─── Records supplied

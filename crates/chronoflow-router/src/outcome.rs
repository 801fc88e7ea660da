//! Outcome report returned for every handled event. Serialized as the
//! response body the webhook endpoint hands back upstream.

use serde::{Deserialize, Serialize};

#[derive(Debug, Clone, Copy, PartialEq, Eq, Serialize, Deserialize)]
#[serde(rename_all = "snake_case")]
pub enum EventStatus {
    NoMatchingRules,
    NoActions,
    /// Matched actions reported without execution (apply-changes off).
    ActionsLogged,
    /// Batch handed to the background pool; result will only be logged.
    Scheduled,
    ActionsApplied,
    /// Every action folded to the entity's current state.
    NoChanges,
    /// Some actions applied, some failed after retries.
    Partial,
    Duplicate,
    MissingToken,
    Error,
}

#[derive(Debug, Clone, Serialize, Deserialize)]
pub struct EventOutcome {
    pub event: String,
    pub status: EventStatus,
    #[serde(rename = "actionsCount", skip_serializing_if = "Option::is_none")]
    pub actions_count: Option<usize>,
    #[serde(rename = "actionsAttempted", skip_serializing_if = "Option::is_none")]
    pub actions_attempted: Option<usize>,
    #[serde(rename = "executedCount", skip_serializing_if = "Option::is_none")]
    pub executed_count: Option<usize>,
    #[serde(rename = "actionsFailed", skip_serializing_if = "Option::is_none")]
    pub actions_failed: Option<usize>,
    #[serde(skip_serializing_if = "Option::is_none")]
    pub message: Option<String>,
}

impl EventOutcome {
    pub fn new(event: impl Into<String>, status: EventStatus) -> Self {
        Self {
            event: event.into(),
            status,
            actions_count: None,
            actions_attempted: None,
            executed_count: None,
            actions_failed: None,
            message: None,
        }
    }

    pub fn with_actions(mut self, count: usize) -> Self {
        self.actions_count = Some(count);
        self
    }

    pub fn with_execution(mut self, attempted: usize, executed: usize, failed: usize) -> Self {
        self.actions_attempted = Some(attempted);
        self.executed_count = Some(executed);
        self.actions_failed = Some(failed);
        self
    }

    pub fn with_message(mut self, message: impl Into<String>) -> Self {
        self.message = Some(message.into());
        self
    }
}

#[cfg(test)]
mod tests {
    use super::*;

    #[test]
    fn test_status_wire_names_are_snake_case() {
        assert_eq!(
            serde_json::to_string(&EventStatus::NoMatchingRules).unwrap(),
            "\"no_matching_rules\""
        );
        assert_eq!(
            serde_json::to_string(&EventStatus::ActionsApplied).unwrap(),
            "\"actions_applied\""
        );
        assert_eq!(
            serde_json::to_string(&EventStatus::MissingToken).unwrap(),
            "\"missing_token\""
        );
    }

    #[test]
    fn test_outcome_omits_unset_counters() {
        let outcome = EventOutcome::new("NEW_TIME_ENTRY", EventStatus::Duplicate);
        let json = serde_json::to_value(&outcome).unwrap();
        assert_eq!(
            json,
            serde_json::json!({"event": "NEW_TIME_ENTRY", "status": "duplicate"})
        );

        let full = EventOutcome::new("NEW_TIME_ENTRY", EventStatus::Partial)
            .with_actions(3)
            .with_execution(3, 2, 1);
        let json = serde_json::to_value(&full).unwrap();
        assert_eq!(json["actionsCount"], 3);
        assert_eq!(json["actionsAttempted"], 3);
        assert_eq!(json["executedCount"], 2);
        assert_eq!(json["actionsFailed"], 1);
    }
}
//! `{{dotted.path}}` placeholder resolution for openapi_call templates.
//!
//! Tokens are looked up in the event payload by dotted path. Unresolved
//! or non-scalar tokens become the empty string so a bad template
//! degrades to a harmless (usually 404) call rather than leaking the
//! literal `{{...}}` into a request.

use regex::Regex;
use serde_json::Value;
use std::sync::OnceLock;

fn token_regex() -> &'static Regex {
    static RE: OnceLock<Regex> = OnceLock::new();
    RE.get_or_init(|| Regex::new(r"\{\{([^}]+)\}\}").unwrap())
}

/// Resolve placeholders in a free-text template (request bodies).
pub fn resolve(template: &str, payload: &Value) -> String {
    token_regex()
        .replace_all(template, |caps: &regex::Captures| {
            lookup_scalar(payload, caps[1].trim())
        })
        .into_owned()
}

/// Resolve placeholders in a URL path template. Each resolved value is
/// percent-encoded so ids with reserved characters stay one segment.
pub fn resolve_for_path(template: &str, payload: &Value) -> String {
    token_regex()
        .replace_all(template, |caps: &regex::Captures| {
            urlencoding::encode(&lookup_scalar(payload, caps[1].trim())).into_owned()
        })
        .into_owned()
}

/// Resolve placeholders in every string of a JSON document, in place.
pub fn resolve_in_json(value: &mut Value, payload: &Value) {
    match value {
        Value::String(s) => {
            if s.contains("{{") {
                *s = resolve(s, payload);
            }
        }
        Value::Array(items) => {
            for item in items {
                resolve_in_json(item, payload);
            }
        }
        Value::Object(map) => {
            for (_, v) in map.iter_mut() {
                resolve_in_json(v, payload);
            }
        }
        _ => {}
    }
}

fn lookup_scalar(payload: &Value, path: &str) -> String {
    let mut current = payload;
    for segment in path.split('.') {
        current = match current {
            Value::Object(map) => match map.get(segment) {
                Some(v) => v,
                None => return String::new(),
            },
            Value::Array(items) => match segment.parse::<usize>().ok().and_then(|i| items.get(i)) {
                Some(v) => v,
                None => return String::new(),
            },
            _ => return String::new(),
        };
    }
    match current {
        Value::String(s) => s.clone(),
        Value::Number(n) => n.to_string(),
        Value::Bool(b) => b.to_string(),
        _ => String::new(),
    }
}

──────

◆ **Description of the task**
Would you filter the records and copy out each line containing "full"?

◆ **Exercise response**
        let full = EventOutcome::new("NEW_TIME_ENTRY", EventStatus::Partial)
        let json = serde_json::to_value(&full).unwrap();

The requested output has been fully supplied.